Additional cast, production dates, design team and venue will be announced at a later date. Jeffrey Richards and Rebecca Gold are the lead producers.
The Glengarry revival was announced last month with the casting of Odenkirk, Culkin and Burr. Since its original Broadway production in 1984, Mamet’s Pulitzer and Tony Award-winning play has been revived on Broadway twice, including in 2005 with a production starring Alan Alda and Liev Schreiber and in 2012 with Al Pacino and Bobby Cannavale.

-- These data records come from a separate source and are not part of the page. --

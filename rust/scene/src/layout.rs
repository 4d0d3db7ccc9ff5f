// This Source Code Form is subject to the terms of the Mozilla Public
// License, v. 2.0. If a copy of the MPL was not distributed with this
// file, You can obtain one at https://mozilla.org/MPL/2.0/.

//! Figure layout: scene axes, aspect and camera.

use serde::Serialize;
use volmap_core::Axes;

/// Plain `{x, y, z}` triple used for aspect ratios, camera eyes and light
/// positions.
#[derive(Debug, Clone, Copy, PartialEq, Serialize)]
pub struct Xyz {
    pub x: f64,
    pub y: f64,
    pub z: f64,
}

impl Xyz {
    pub const fn new(x: f64, y: f64, z: f64) -> Self {
        Self { x, y, z }
    }
}

#[derive(Debug, Clone, Default, PartialEq, Serialize)]
pub struct Layout {
    #[serde(skip_serializing_if = "Option::is_none")]
    pub height: Option<u32>,
    #[serde(skip_serializing_if = "Option::is_none")]
    pub scene: Option<SceneLayout>,
    #[serde(skip_serializing_if = "Option::is_none")]
    pub margin: Option<Margin>,
}

#[derive(Debug, Clone, Default, PartialEq, Serialize)]
pub struct SceneLayout {
    #[serde(skip_serializing_if = "Option::is_none")]
    pub xaxis: Option<AxisLayout>,
    #[serde(skip_serializing_if = "Option::is_none")]
    pub yaxis: Option<AxisLayout>,
    #[serde(skip_serializing_if = "Option::is_none")]
    pub zaxis: Option<AxisLayout>,
    #[serde(skip_serializing_if = "Option::is_none")]
    pub aspectmode: Option<AspectMode>,
    #[serde(skip_serializing_if = "Option::is_none")]
    pub aspectratio: Option<Xyz>,
    #[serde(skip_serializing_if = "Option::is_none")]
    pub camera: Option<Camera>,
}

#[derive(Debug, Clone, Copy, Default, PartialEq, Serialize)]
pub struct AxisLayout {
    #[serde(skip_serializing_if = "Option::is_none")]
    pub nticks: Option<u32>,
    #[serde(skip_serializing_if = "Option::is_none")]
    pub range: Option<[f64; 2]>,
    #[serde(skip_serializing_if = "Option::is_none")]
    pub visible: Option<bool>,
}

impl AxisLayout {
    /// Axis spanning the first to last tick.
    fn spanning(ticks: &[f64], nticks: u32) -> Self {
        let range = match (ticks.first(), ticks.last()) {
            (Some(&lo), Some(&hi)) => Some([lo, hi]),
            _ => None,
        };
        Self {
            nticks: Some(nticks),
            range,
            visible: None,
        }
    }

    fn hidden() -> Self {
        Self {
            visible: Some(false),
            ..Default::default()
        }
    }
}

#[derive(Debug, Clone, Copy, PartialEq, Eq, Serialize)]
#[serde(rename_all = "lowercase")]
pub enum AspectMode {
    Manual,
    Data,
}

#[derive(Debug, Clone, Copy, PartialEq, Serialize)]
pub struct Camera {
    pub eye: Xyz,
}

#[derive(Debug, Clone, Copy, PartialEq, Serialize)]
pub struct Margin {
    pub l: u32,
    pub r: u32,
    pub t: u32,
    pub b: u32,
}

const X_TICKS: u32 = 10;
const Y_TICKS: u32 = 6;
const Z_TICKS: u32 = 5;
const ASPECT_RATIO: Xyz = Xyz::new(0.9, 0.5, 0.4);
const CAMERA_EYE: Xyz = Xyz::new(0.7, 0.7, 0.7);

const ORGAN_HEIGHT: u32 = 500;
const ORGAN_MARGIN: u32 = 20;

impl Layout {
    /// Layout shared by the volumetric views: axes pinned to the block
    /// extent, a flattened manual aspect and a fixed camera.
    pub fn volume(axes: &Axes) -> Self {
        Self {
            scene: Some(SceneLayout {
                xaxis: Some(AxisLayout::spanning(&axes.x, X_TICKS)),
                yaxis: Some(AxisLayout::spanning(&axes.y, Y_TICKS)),
                zaxis: Some(AxisLayout::spanning(&axes.z, Z_TICKS)),
                aspectmode: Some(AspectMode::Manual),
                aspectratio: Some(ASPECT_RATIO),
                camera: Some(Camera { eye: CAMERA_EYE }),
            }),
            ..Default::default()
        }
    }

    /// Proportional aspect, used when image surfaces define their own extent.
    pub fn data_aspect() -> Self {
        Self {
            scene: Some(SceneLayout {
                aspectmode: Some(AspectMode::Data),
                ..Default::default()
            }),
            ..Default::default()
        }
    }

    /// Organ model layout with hidden axes.
    pub fn organ() -> Self {
        Self {
            height: Some(ORGAN_HEIGHT),
            scene: Some(SceneLayout {
                xaxis: Some(AxisLayout::hidden()),
                yaxis: Some(AxisLayout::hidden()),
                zaxis: Some(AxisLayout::hidden()),
                ..Default::default()
            }),
            margin: Some(Margin {
                l: ORGAN_MARGIN,
                r: ORGAN_MARGIN,
                t: ORGAN_MARGIN,
                b: ORGAN_MARGIN,
            }),
        }
    }
}
// This Source Code Form is subject to the terms of the Mozilla Public
// License, v. 2.0. If a copy of the MPL was not distributed with this
// file, You can obtain one at https://mozilla.org/MPL/2.0/.

//! Service modules for table access, rendering and caching.

pub mod cache;
pub mod renderer;
pub mod store;

pub use cache::DiskCache;
pub use renderer::{load_organ_models, load_page, render_figure};
pub use store::BlockStore;
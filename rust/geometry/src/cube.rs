// This Source Code Form is subject to the terms of the Mozilla Public
// License, v. 2.0. If a copy of the MPL was not distributed with this
// file, You can obtain one at https://mozilla.org/MPL/2.0/.

//! Cuboid meshes from voxel corner rows.
//!
//! Each cuboid is stored as eight corner rows sharing a [`CubeId`], in the
//! order
//!
//! ```text
//! 0: (x,      y,      z     )    4: (x,      y,      z + dz)
//! 1: (x + dx, y,      z     )    5: (x + dx, y,      z + dz)
//! 2: (x,      y + dy, z     )    6: (x,      y + dy, z + dz)
//! 3: (x + dx, y + dy, z     )    7: (x + dx, y + dy, z + dz)
//! ```
//!
//! and is rendered with the fixed twelve-triangle pattern [`CUBE_TRIANGLES`].

use crate::error::{Error, Result};
use crate::mesh::FaceIndices;
use rustc_hash::FxHashMap;
use volmap_core::{layer_bounds, CategorySelection, CubeId, LayerSelection, MeasurementRow, QuantityIndex};

/// Corners per cuboid.
pub const CORNERS: usize = 8;

/// Local-vertex triangles of one cuboid, two per face.
pub const CUBE_TRIANGLES: [[u32; 3]; 12] = [
    [0, 1, 2],
    [0, 1, 4],
    [0, 2, 4],
    [4, 5, 1],
    [4, 2, 6],
    [4, 5, 6],
    [3, 2, 6],
    [3, 5, 1],
    [3, 2, 1],
    [7, 6, 5],
    [7, 6, 3],
    [7, 3, 5],
];

/// The eight corner rows of one cuboid.
#[derive(Debug, Clone, Copy)]
pub struct Cuboid<'a> {
    pub id: CubeId,
    pub corners: [&'a MeasurementRow; CORNERS],
}

impl<'a> Cuboid<'a> {
    /// Corner 0, the minimum corner. Filters are evaluated against it.
    #[inline]
    pub fn anchor(&self) -> &'a MeasurementRow {
        self.corners[0]
    }
}

/// Group corner rows into cuboids by [`CubeId`], in order of first
/// appearance. Corners keep their row order inside a cuboid.
pub fn group_cuboids<'a, I>(rows: I) -> Result<Vec<Cuboid<'a>>>
where
    I: IntoIterator<Item = &'a MeasurementRow>,
{
    let mut slots: FxHashMap<CubeId, usize> = FxHashMap::default();
    let mut groups: Vec<(CubeId, Vec<&'a MeasurementRow>)> = Vec::new();

    for row in rows {
        let slot = *slots.entry(row.cube_id).or_insert_with(|| {
            groups.push((row.cube_id, Vec::with_capacity(CORNERS)));
            groups.len() - 1
        });
        groups[slot].1.push(row);
    }

    groups
        .into_iter()
        .map(|(id, corners)| {
            let vertex_count = corners.len();
            let corners: [&MeasurementRow; CORNERS] = corners
                .try_into()
                .map_err(|_| Error::IncompleteCube { cube_id: id, vertex_count })?;
            Ok(Cuboid { id, corners })
        })
        .collect()
}

/// Keep cuboids whose anchor corner lies in the selected layer and matches
/// the category. Whole cuboids are kept or dropped.
pub fn select_cuboids<'a>(
    cuboids: &[Cuboid<'a>],
    layer: LayerSelection,
    category: CategorySelection,
    z_axis: &[f64],
) -> Result<Vec<Cuboid<'a>>> {
    let bounds = match layer {
        LayerSelection::All => None,
        LayerSelection::Layer(n) => Some(layer_bounds(n, z_axis)?),
    };

    Ok(cuboids
        .iter()
        .filter(|cube| {
            let anchor = cube.anchor();
            let in_layer = bounds.map_or(true, |(lower, upper)| anchor.z >= lower && anchor.z < upper);
            in_layer && category.matches(anchor)
        })
        .copied()
        .collect())
}

/// Faces for `cube_count` cuboids laid out consecutively, eight vertices
/// each. Cuboid `c` uses vertices `8c..8c+8`.
pub fn cube_faces(cube_count: usize) -> FaceIndices {
    let mut faces = FaceIndices::with_capacity(cube_count * CUBE_TRIANGLES.len());
    for c in 0..cube_count {
        let m = (c * CORNERS) as u32;
        for [a, b, t] in CUBE_TRIANGLES {
            faces.push(m + a, m + b, m + t);
        }
    }
    faces
}

/// Triangles for a corner table. Rows are grouped by cube id; the returned
/// indices address vertices in grouped order, which equals row order when
/// each cuboid's corners are contiguous.
pub fn generate_cube_triangles<'a, I>(rows: I) -> Result<FaceIndices>
where
    I: IntoIterator<Item = &'a MeasurementRow>,
{
    let cuboids = group_cuboids(rows)?;
    Ok(cube_faces(cuboids.len()))
}

/// Vertex columns, per-vertex intensity and faces of a set of cuboids.
#[derive(Debug, Clone, Default, PartialEq)]
pub struct CubeMesh {
    pub x: Vec<f64>,
    pub y: Vec<f64>,
    pub z: Vec<f64>,
    pub intensity: Vec<f64>,
    pub faces: FaceIndices,
}

impl CubeMesh {
    pub fn from_cuboids(cuboids: &[Cuboid<'_>], quantity: QuantityIndex) -> Self {
        let vertex_count = cuboids.len() * CORNERS;
        let mut mesh = CubeMesh {
            x: Vec::with_capacity(vertex_count),
            y: Vec::with_capacity(vertex_count),
            z: Vec::with_capacity(vertex_count),
            intensity: Vec::with_capacity(vertex_count),
            faces: cube_faces(cuboids.len()),
        };
        for corner in cuboids.iter().flat_map(|c| c.corners.iter()) {
            mesh.x.push(corner.x);
            mesh.y.push(corner.y);
            mesh.z.push(corner.z);
            mesh.intensity.push(corner.value(quantity));
        }
        mesh
    }

    pub fn vertex_count(&self) -> usize {
        self.x.len()
    }

    pub fn cube_count(&self) -> usize {
        self.x.len() / CORNERS
    }
}

#[cfg(test)]
mod tests {
    use super::*;
    use volmap_core::{MeasurementTable, Table};

    /// Corners of a unit cube at `origin` following the stored corner order.
    fn cube_rows(id: u32, origin: [f64; 3], category: bool, value: f64) -> Vec<MeasurementRow> {
        let offsets = [
            [0.0, 0.0, 0.0],
            [1.0, 0.0, 0.0],
            [0.0, 1.0, 0.0],
            [1.0, 1.0, 0.0],
            [0.0, 0.0, 1.0],
            [1.0, 0.0, 1.0],
            [0.0, 1.0, 1.0],
            [1.0, 1.0, 1.0],
        ];
        offsets
            .iter()
            .map(|o| {
                MeasurementRow::new(
                    CubeId(id),
                    [origin[0] + o[0], origin[1] + o[1], origin[2] + o[2]],
                    category,
                    vec![value],
                )
            })
            .collect()
    }

    #[test]
    fn test_single_cube_triangles() {
        let rows = cube_rows(0, [0.0, 0.0, 0.0], true, 1.0);
        let faces = generate_cube_triangles(&rows).unwrap();
        assert_eq!(faces.len(), 12);
        assert!(faces.triangles().flatten().all(|i| i < 8));
        assert_eq!(faces.triangles().next(), Some([0, 1, 2]));
    }

    #[test]
    fn test_two_cubes_offset_by_eight() {
        let mut rows = cube_rows(0, [0.0, 0.0, 0.0], true, 1.0);
        rows.extend(cube_rows(1, [1.0, 0.0, 0.0], true, 2.0));
        let faces = generate_cube_triangles(&rows).unwrap();
        assert_eq!(faces.len(), 24);

        let triangles: Vec<[u32; 3]> = faces.triangles().collect();
        for (first, second) in triangles[..12].iter().zip(&triangles[12..]) {
            assert_eq!(second[0], first[0] + 8);
            assert_eq!(second[1], first[1] + 8);
            assert_eq!(second[2], first[2] + 8);
        }
    }

    #[test]
    fn test_every_face_uses_six_distinct_corners() {
        // Each triangle stays on one face of the box: its corners share one coordinate.
        let rows = cube_rows(0, [0.0, 0.0, 0.0], true, 1.0);
        for [a, b, c] in CUBE_TRIANGLES {
            let (pa, pb, pc) = (rows[a as usize].center(), rows[b as usize].center(), rows[c as usize].center());
            let shared = (0..3).any(|axis| pa[axis] == pb[axis] && pb[axis] == pc[axis]);
            assert!(shared, "triangle {:?} crosses the box interior", [a, b, c]);
        }
    }

    #[test]
    fn test_interleaved_rows_are_grouped_by_id() {
        let a = cube_rows(7, [0.0, 0.0, 0.0], true, 1.0);
        let b = cube_rows(3, [5.0, 0.0, 0.0], true, 2.0);
        let rows: Vec<MeasurementRow> = a
            .iter()
            .zip(&b)
            .flat_map(|(x, y)| [x.clone(), y.clone()])
            .collect();

        let cuboids = group_cuboids(&rows).unwrap();
        assert_eq!(cuboids.len(), 2);
        assert_eq!(cuboids[0].id, CubeId(7));
        assert_eq!(cuboids[1].id, CubeId(3));
        assert_eq!(cuboids[1].anchor().x, 5.0);
    }

    #[test]
    fn test_incomplete_cube_is_an_error() {
        let mut rows = cube_rows(0, [0.0, 0.0, 0.0], true, 1.0);
        rows.pop();
        match generate_cube_triangles(&rows) {
            Err(Error::IncompleteCube { cube_id, vertex_count }) => {
                assert_eq!(cube_id, CubeId(0));
                assert_eq!(vertex_count, 7);
            }
            other => panic!("unexpected result: {:?}", other),
        }
    }

    #[test]
    fn test_select_cuboids_by_anchor() {
        let mut rows = cube_rows(0, [0.0, 0.0, 0.0], true, 1.0);
        rows.extend(cube_rows(1, [0.0, 0.0, 1.0], false, 2.0));
        let cuboids = group_cuboids(&rows).unwrap();
        let z_axis = [0.0, 1.0, 2.0];

        let layer1 = select_cuboids(&cuboids, LayerSelection::Layer(1), CategorySelection::All, &z_axis).unwrap();
        assert_eq!(layer1.len(), 1);
        assert_eq!(layer1[0].id, CubeId(0));

        let without = select_cuboids(&cuboids, LayerSelection::All, CategorySelection::Only(false), &z_axis).unwrap();
        assert_eq!(without.len(), 1);
        assert_eq!(without[0].id, CubeId(1));

        assert!(select_cuboids(&cuboids, LayerSelection::Layer(3), CategorySelection::All, &z_axis).is_err());
    }

    #[test]
    fn test_cube_mesh_from_table() {
        let mut csv = String::from("X Center,Y Center,Z Center,Category,CYB5A\n");
        for row in cube_rows(0, [0.0, 0.0, 0.0], true, 0.25) {
            csv.push_str(&format!("{},{},{},True,0.25\n", row.x, row.y, row.z));
        }
        let table = MeasurementTable::from_reader(csv.as_bytes()).unwrap();
        let quantity = table.quantity("CYB5A").unwrap();
        let cuboids = group_cuboids(table.rows()).unwrap();
        let mesh = CubeMesh::from_cuboids(&cuboids, quantity);

        assert_eq!(mesh.vertex_count(), 8);
        assert_eq!(mesh.cube_count(), 1);
        assert_eq!(mesh.faces.len(), 12);
        assert!(mesh.intensity.iter().all(|&v| v == 0.25));
        assert_eq!(mesh.x[1], 1.0);
        assert_eq!(mesh.z[7], 1.0);
    }
}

Jeffrey Tambor played George Aaronow in 2005, and Richard Schiff took the role in 2012.
The 1992 film directed by James Foley starred, in addition to Arkin, Al Pacino, Jack Lemmon, Alec Baldwin and Ed Harris.
McKean will soon be seen in Season 2 of Netflix’s The Diplomat, which debuts on October 31. He’s also reprising his classic role of David St. Hubbins in the upcoming This Is Spinal Tap sequel (working title: Goodbye, Cleveland) directed by Rob Reiner and reuniting McKean with his old Spinal Tap bandmates Christopher Guest and Harry Shearer.
McKean is represented by Independent Artist Group and manager Harriet Sternberg.